___ EXCERPTED DATA

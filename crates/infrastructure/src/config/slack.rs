//! Slack transport configuration

use secrecy::{ExposeSecret, SecretString};
use serde::{Deserialize, Serialize};

/// Slack credentials
#[derive(Clone, Default, Serialize, Deserialize)]
pub struct SlackConfig {
    /// Bot user OAuth token (sensitive - uses SecretString)
    #[serde(default, skip_serializing)]
    pub bot_token: Option<SecretString>,
}

impl SlackConfig {
    /// Whether a non-empty token is configured
    #[must_use]
    pub fn has_token(&self) -> bool {
        self.bot_token
            .as_ref()
            .is_some_and(|t| !t.expose_secret().trim().is_empty())
    }
}

impl std::fmt::Debug for SlackConfig {
    fn fmt(&self, f: &mut std::fmt::Formatter<'_>) -> std::fmt::Result {
        f.debug_struct("SlackConfig")
            .field(
                "bot_token",
                &if self.bot_token.is_some() {
                    Some("[REDACTED]")
                } else {
                    None
                },
            )
            .finish()
    }
}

______

* **WHAT TO WORK ON**
Print every record exactly, so that each word matches what is written above.

* **PROBLEM SOLUTION**
filename crates/infrastructure/src/config/slack.rs
//! Slack transport configuration

use secrecy::{ExposeSecret, SecretString};
use serde::{Deserialize, Serialize};

/// Slack credentials
#[derive(Clone, Default, Serialize, Deserialize)]
pub struct SlackConfig {
    /// Bot user OAuth token (sensitive - uses SecretString)
    #[serde(default, skip_serializing)]
    pub bot_token: Option<SecretString>,
}

impl SlackConfig {
    /// Whether a non-empty token is configured
    #[must_use]
    pub fn has_token(&self) -> bool {
        self.bot_token
            .as_ref()
            .is_some_and(|t| !t.expose_secret().trim().is_empty())
    }
}

impl std::fmt::Debug for SlackConfig {
    fn fmt(&self, f: &mut std::fmt::Formatter<'_>) -> std::fmt::Result {
        f.debug_struct("SlackConfig")
            .field(
                "bot_token",
                &if self.bot_token.is_some() {
                    Some("[REDACTED]")
                } else {
                    None
                },
            )
            .finish()
    }
}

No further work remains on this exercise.